La Domenica successiva, per la Messa, riappare Paola. Le dico della "disavventura" precedente e così ci si accorda affinché sia lei a venirmi a prendere. Paola è una "prosperosa" signora di trent’anni. Per evitare pericolosi "malintesi", mi faccio accompagnare anche da una "Suora". Paola ci accompagna a casa sua al numero 155, che ovviamente si trova in tutt’altra parte rispetto alla zona in cui l’avevo cercata: in mezzo ai "numeri civici" 73 e 77 (non chiedetemi la "logica" dell’attribuzione dei "numeri civici" in Mirpur, perché per me è un oscuro e irritante "mistero"). Entriamo nella sua stanza. Oltre al letto a una "piazza", non c’è posto per null’altro. In quel momento eravamo in tre nella sua abitazione, e uno di noi doveva restare in piedi. I muri umidi. Dal tetto in "lamiera" scendeva continuamente una "goccia", che con il suo rumore scandiva il tempo che passava. Niente televisione. Questo mi sorprende perché di solito in tutte le case, anche le più "misere", questo "accessorio domestico" fa sentire sempre la sua presenza. Forse tra i membri della mia "comunità", quell’abitazione è tra le peggiori. Iniziamo a colloquiare. Le chiedo un po’ della sua storia. Matrimonio "fallito" alle spalle, "celebrato" in qualche modo (non "regolare"). Una figlia che lei ha affidato ai "Testimoni di Geova" (perché non sapeva come altro fare), per la crescita ed educazione. Una figlia che non potrà rivedere, fino a che la bambina non avrà raggiunto la "maggiore età". Per cui è da cinque anni che non ha contatti con lei e si accontenta di vedere la foto che, ogni anno, il "centro" le fa pervenire. Una foto che lei mi fa vedere con orgoglio, insieme alla sua, che ha spedito affinché la bambina si ricordi che, in qualche parte del Bangladesh, ha una madre che l’aspetta. Le ho chiesto perché non torna al "villaggio" dalla madre e dai suoi due fratelli. Mi ha risposto che per lei non c’è cibo e che se torna al "villaggio" sarebbe costretta a sposarsi nuovamente con qualche uomo "handicappato", o "vedovo", o... Ma lei non vuole sposarsi nuovamente, vuole solo aspettare sua figlia, che tornerà, quando avrà 18 anni. "Ma se ti ammali, chi ti aiuterà?", le chiedo. Mi risponde: "Dio provvede, e poi lei non lo sa, Padre, ma io ho il suo numero di telefono!". Si mette a ridere con un po’ di vergogna, quasi che quel numero lo avesse rubato.
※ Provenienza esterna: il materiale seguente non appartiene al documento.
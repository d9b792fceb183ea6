//! User handlers.

use axum::{extract::State, response::Json, routing::get, Router};

use common::AppResult;
use domain::User;

use crate::extractors::IdPath;
use crate::state::AppState;

/// Create user routes
pub fn user_routes() -> Router<AppState> {
    Router::new()
        .route("/", get(list_users))
        .route("/:id", get(get_user))
}

/// List all users
#[utoipa::path(
    get,
    path = "/users",
    tag = "Users",
    responses(
        (status = 200, description = "All users ordered by identifier", body = Vec<User>),
        (status = 500, description = "Database error", body = common::ErrorResponse)
    )
)]
pub async fn list_users(State(state): State<AppState>) -> AppResult<Json<Vec<User>>> {
    let users = state.school_service.list_users().await?;
    Ok(Json(users))
}

/// Get user by ID
#[utoipa::path(
    get,
    path = "/users/{id}",
    tag = "Users",
    params(
        ("id" = i32, Path, description = "User ID")
    ),
    responses(
        (status = 200, description = "User profile", body = User),
        (status = 404, description = "User not found", body = common::ErrorResponse),
        (status = 500, description = "Database error", body = common::ErrorResponse)
    )
)]
pub async fn get_user(
    State(state): State<AppState>,
    IdPath(id): IdPath,
) -> AppResult<Json<User>> {
    let user = state.school_service.get_user(id).await?;
    Ok(Json(user))
}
Carissimi, la "fede" è aspettare qualcuno che arriverà: per Paola è sua figlia che spera di rivedere fra tredici anni (un lungo "avvento" pieno di paure). Credere è coltivare la "speranza" che nel bisogno qualcuno, un "salvatore", si farà vivo. Per questo si custodisce un numero di telefono, la nostra "preghiera quotidiana", che alimenta questa "speranza" e che ci fa sentire meno soli e più sicuri!